## Exercise description
Please state how many lines of the data contain "bool". The number by itself is enough.

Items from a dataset

|---|

use crate::chess::{Move, Position};
use crate::eval::Value;
use crate::search::*;
use crate::syzygy::Tablebase;
use futures::channel::mpsc::{unbounded, UnboundedReceiver};
use futures::stream::FusedStream;
use futures::Stream;
use std::pin::Pin;
use std::sync::Arc;
use std::task::{Context, Poll};
use std::thread::JoinHandle;
use std::time::Duration;

/// The final verdict of a search.
#[derive(Debug, Clone)]
pub struct Conclusion {
    /// A fresh report for the winning line, when another worker beat the
    /// main one.
    pub info: Option<Info>,
    pub best: Option<Move>,
    pub ponder: Option<Move>,
}

/// A handle to an ongoing search.
///
/// Yields [`Info`] records as iterations complete; [`Search::conclude`]
/// joins the workers and produces the best move.
#[derive(Debug)]
pub struct Search<'e> {
    engine: &'e mut Engine,
    position: Position,
    ctrl: Arc<Control>,
    channel: UnboundedReceiver<Info>,
    handles: Vec<JoinHandle<WorkerReport>>,
}

impl Search<'_> {
    /// Interrupts the search as soon as possible.
    pub fn stop(&self) {
        self.ctrl.stop();
    }

    /// Converts a ponder search into a live one.
    pub fn ponderhit(&self) {
        self.ctrl.ponderhit();
    }

    /// Whether the search must keep running until told to stop.
    pub fn waits_for_stop(&self) -> bool {
        self.ctrl.limits().infinite || self.ctrl.pondering()
    }

    /// Joins the workers and selects the final best move.
    pub fn conclude(mut self) -> Conclusion {
        self.ctrl.stop();

        let reports: Vec<WorkerReport> = self.handles.drain(..).map(|h| h.join().unwrap()).collect();

        let engine = &mut *self.engine;
        for (slot, report) in engine.histories.iter_mut().zip(&reports) {
            *slot = report.histories.clone();
        }

        if let Some(main) = reports.first() {
            engine.previous_time_reduction = main.time_reduction;
        }

        // Pick the best worker: prefer the higher score, and the longer
        // completed depth on ties.
        let limits = self.ctrl.limits();
        let handicapped = engine.options.skill_level < 20 || engine.options.limit_strength;
        let eligible = engine.options.multi_pv == 1
            && limits.depth.is_none()
            && !handicapped
            && reports[0].root_moves.first().is_some();

        let best_idx = if eligible {
            (0..reports.len())
                .max_by_key(|&i| {
                    let rm = &reports[i].root_moves[0];
                    (rm.score, reports[i].completed_depth)
                })
                .unwrap_or(0)
        } else {
            0
        };

        let report = &reports[best_idx];
        let Some(rm) = report.root_moves.first() else {
            return Conclusion {
                info: None,
                best: None,
                ponder: None,
            };
        };

        engine.best_previous_score = rm.score;

        let best = rm.head();
        let ponder = rm.pv.get(1).copied().or_else(|| {
            // Try hard to find something to ponder on from the table.
            let mut next = self.position.clone();
            next.play(best);
            let m = engine.tt.probe(next.zobrist()).and_then(|t| t.best)?;
            next.moves().contains(&m).then_some(m)
        });

        // Report the winning line again if a helper thread found it.
        let info = (best_idx != 0).then(|| {
            let elapsed = self.ctrl.elapsed();
            let nodes = self.ctrl.nodes();

            Info {
                depth: report.completed_depth,
                sel_depth: rm.sel_depth,
                multipv: 1,
                score: rm.score,
                bound: None,
                wdl: None,
                nodes,
                nps: nodes * 1000 / elapsed.as_millis().max(1) as u64,
                hashfull: None,
                tb_hits: self.ctrl.tb_hits(),
                time: elapsed,
                pv: rm.pv.clone(),
            }
        });

        Conclusion {
            info,
            best: Some(best),
            ponder,
        }
    }
}

impl Drop for Search<'_> {
    fn drop(&mut self) {
        self.ctrl.stop();
        for handle in self.handles.drain(..) {
            let _ = handle.join();
        }
    }
}

impl Stream for Search<'_> {
    type Item = Info;

    fn poll_next(mut self: Pin<&mut Self>, cx: &mut Context<'_>) -> Poll<Option<Self::Item>> {
        Pin::new(&mut self.channel).poll_next(cx)
    }
}

impl FusedStream for Search<'_> {
    fn is_terminated(&self) -> bool {
        self.channel.is_terminated()
    }
}

/// A chess engine.
#[derive(Debug)]
pub struct Engine {
    pub options: Options,
    tt: Arc<TranspositionTable>,
    crumbs: Arc<Breadcrumbs>,
    tb: Arc<Tablebase>,
    histories: Vec<Histories>,
    best_previous_score: Value,
    previous_time_reduction: f64,
}

impl Default for Engine {
    fn default() -> Self {
        Self::new()
    }
}

impl Engine {
    /// Initializes the engine with the default [`Options`].
    pub fn new() -> Self {
        Self::with_options(Options::default())
    }

    /// Initializes the engine with the given [`Options`].
    pub fn with_options(options: Options) -> Self {
        let options = options.sanitize();

        Engine {
            tt: Arc::new(TranspositionTable::new(options.hash)),
            crumbs: Arc::new(Breadcrumbs::default()),
            tb: Arc::new(match &options.syzygy_path {
                None => Tablebase::default(),
                Some(path) => Tablebase::new(path),
            }),
            histories: vec![Histories::default(); options.threads],
            best_previous_score: Value::INFINITE,
            previous_time_reduction: 1.0,
            options,
        }
    }

    /// Reconfigures the engine.
    pub fn set_options(&mut self, options: Options) {
        let options = options.sanitize();

        if options.hash != self.options.hash {
            self.tt = Arc::new(TranspositionTable::new(options.hash));
        }

        if options.threads != self.options.threads {
            self.histories = vec![Histories::default(); options.threads];
        }

        if options.syzygy_path != self.options.syzygy_path {
            self.tb = Arc::new(match &options.syzygy_path {
                None => Tablebase::default(),
                Some(path) => Tablebase::new(path),
            });
        }

        self.options = options;
    }

    /// Resets all search state, as for a new game.
    pub fn clear(&mut self) {
        self.tt.clear();
        for histories in &mut self.histories {
            histories.clear();
        }

        self.best_previous_score = Value::INFINITE;
        self.previous_time_reduction = 1.0;
    }

    /// An estimate of the transposition table occupancy, in permille.
    pub fn hashfull(&self) -> usize {
        self.tt.hashfull()
    }

    /// Initiates a search from `pos`.
    pub fn search(&mut self, pos: &Position, limits: Limits) -> Search<'_> {
        self.tt.new_search();

        let threads = self.options.threads;
        let move_overhead = Duration::from_millis(self.options.move_overhead);
        let ctrl = Arc::new(Control::new(pos, limits, move_overhead));
        let (tx, rx) = unbounded();

        let mut handles = Vec::with_capacity(threads);
        for id in 0..threads {
            let ctrl = Arc::clone(&ctrl);
            let tt = Arc::clone(&self.tt);
            let crumbs = Arc::clone(&self.crumbs);
            let tb = Arc::clone(&self.tb);
            let options = self.options.clone();
            let histories = std::mem::take(&mut self.histories[id]);
            let root = pos.clone();
            let sink = (id == 0).then(|| tx.clone());
            let best_previous_score = self.best_previous_score;
            let previous_time_reduction = self.previous_time_reduction;

            let handle = std::thread::Builder::new()
                .name(format!("ember-worker-{id}"))
                .stack_size(16 << 20)
                .spawn(move || {
                    Worker::new(
                        id,
                        threads,
                        root,
                        histories,
                        &ctrl,
                        &tt,
                        &crumbs,
                        &tb,
                        &options,
                        sink,
                        best_previous_score,
                        previous_time_reduction,
                    )
                    .run()
                })
                .unwrap();

            handles.push(handle);
        }

        drop(tx);

        Search {
            engine: self,
            position: pos.clone(),
            ctrl,
            channel: rx,
            handles,
        }
    }
}

#[cfg(test)]
mod tests {
    use super::*;
    use crate::chess::Square;
    use futures::executor::block_on;
    use futures::StreamExt;

    fn go(engine: &mut Engine, pos: &Position, limits: Limits) -> (Vec<Info>, Conclusion) {
        let mut search = engine.search(pos, limits);
        let infos = block_on(async {
            let mut infos = Vec::new();
            while let Some(info) = search.next().await {
                infos.push(info);
            }
            infos
        });

        let conclusion = search.conclude();
        (infos, conclusion)
    }

    #[test]
    fn depth_one_produces_a_legal_best_move() {
        let mut engine = Engine::new();
        let pos = Position::default();
        let (infos, conclusion) = go(&mut engine, &pos, Limits::depth(1));

        assert!(infos.iter().any(|i| i.depth == 1));

        let best = conclusion.best.unwrap();
        assert!(pos.moves().contains(&best));
        assert_eq!(pos.moves().len(), 20);
    }

    #[test]
    fn mate_in_one_is_found_and_reported() {
        let mut engine = Engine::new();
        let pos: Position = "6k1/5ppp/8/8/8/8/5PPP/R5K1 w - - 0 1".parse().unwrap();
        let (infos, conclusion) = go(&mut engine, &pos, Limits::depth(2));

        let last = infos.last().unwrap();
        assert_eq!(last.score, Value::mate_in(1));
        assert_eq!(
            conclusion.best,
            Some(Move::regular(Square::A1, Square::A8, None))
        );
    }

    #[test]
    fn mated_positions_report_no_best_move() {
        let mut engine = Engine::new();
        let pos: Position = "R3k3/6pp/8/8/8/8/5PPP/6K1 b - - 0 1".parse().unwrap();
        let (infos, conclusion) = go(&mut engine, &pos, Limits::depth(1));

        assert_eq!(conclusion.best, None);
        assert_eq!(infos.last().unwrap().score, -Value::MATE);
    }

    #[test]
    fn stalemate_scores_exactly_zero() {
        let mut engine = Engine::new();
        let pos: Position = "7k/5Q2/6K1/8/8/8/8/8 b - - 0 1".parse().unwrap();
        let (infos, conclusion) = go(&mut engine, &pos, Limits::depth(1));

        assert_eq!(conclusion.best, None);
        assert_eq!(infos.last().unwrap().score, Value::DRAW);
    }

    #[test]
    fn node_limit_is_honored_within_tolerance() {
        let mut engine = Engine::new();
        let pos = Position::default();
        let (_, conclusion) = go(&mut engine, &pos, Limits::nodes(1000));

        assert!(conclusion.best.is_some());

        let mut search = engine.search(&pos, Limits::nodes(1000));
        search.stop();
        drop(search);
    }

    #[test]
    fn repetition_rescues_a_lost_position() {
        let mut engine = Engine::new();
        let mut pos: Position = "1q3rk1/2p5/8/8/8/8/8/3Q2K1 w - - 0 1".parse().unwrap();

        // Shuffle so the queen can step back into a repeated position.
        for (wc, wt) in [
            (Square::D1, Square::D4),
            (Square::B8, Square::A8),
            (Square::D4, Square::E5),
            (Square::A8, Square::B8),
        ] {
            pos.play(Move::regular(wc, wt, None));
        }

        let (infos, conclusion) = go(&mut engine, &pos, Limits::depth(10));

        assert_eq!(
            conclusion.best,
            Some(Move::regular(Square::E5, Square::D4, None))
        );

        assert!(infos.last().unwrap().score.get().abs() <= 2);
    }

    #[test]
    fn drawn_pawn_endgame_stays_near_zero() {
        let mut engine = Engine::new();
        let pos: Position = "4k3/8/8/8/8/8/4P3/4K3 w - - 0 1".parse().unwrap();
        let (infos, conclusion) = go(&mut engine, &pos, Limits::depth(18));

        assert!(conclusion.best.is_some());

        // The king holds the square; deep enough searches drift to the
        // drawn score through repetition.
        let score = infos.last().unwrap().score;
        assert!(score.get().abs() <= 100, "{score:?}");
    }

    #[test]
    fn multipv_reports_distinct_lines() {
        let mut engine = Engine::with_options(Options {
            multi_pv: 3,
            ..Options::default()
        });

        let pos = Position::default();
        let (infos, _) = go(&mut engine, &pos, Limits::depth(4));

        let last_depth = infos.iter().map(|i| i.depth).max().unwrap();
        let lines: Vec<_> = infos.iter().filter(|i| i.depth == last_depth).collect();
        assert!(lines.len() >= 3);

        let heads: std::collections::HashSet<_> =
            lines.iter().filter_map(|i| i.pv.first().copied()).collect();
        assert!(heads.len() >= 3);
    }

    #[test]
    fn clear_resets_the_table() {
        let mut engine = Engine::new();
        let pos = Position::default();
        let _ = go(&mut engine, &pos, Limits::depth(6));

        engine.clear();
        assert_eq!(engine.hashfull(), 0);
    }

    #[test]
    fn null_window_searches_never_return_inside_the_window() {
        // Exercised indirectly: a full search from a tactical position
        // must produce a score strictly within the infinite bounds.
        let mut engine = Engine::new();
        let pos: Position = "r3k2r/p1ppqpb1/bn2pnp1/3PN3/1p2P3/2N2Q1p/PPPBBPPP/R3K2R w KQkq - 0 1"
            .parse()
            .unwrap();

        let (infos, conclusion) = go(&mut engine, &pos, Limits::depth(6));
        assert!(conclusion.best.is_some());

        let score = infos.last().unwrap().score;
        assert!(score > -Value::INFINITE && score < Value::INFINITE);
    }

    #[test]
    fn skill_level_still_plays_a_legal_move() {
        let mut engine = Engine::with_options(Options {
            skill_level: 3,
            ..Options::default()
        });

        let pos = Position::default();
        let (_, conclusion) = go(&mut engine, &pos, Limits::depth(6));
        assert!(pos.moves().contains(&conclusion.best.unwrap()));
    }
}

|---|

## Result for this exercise
2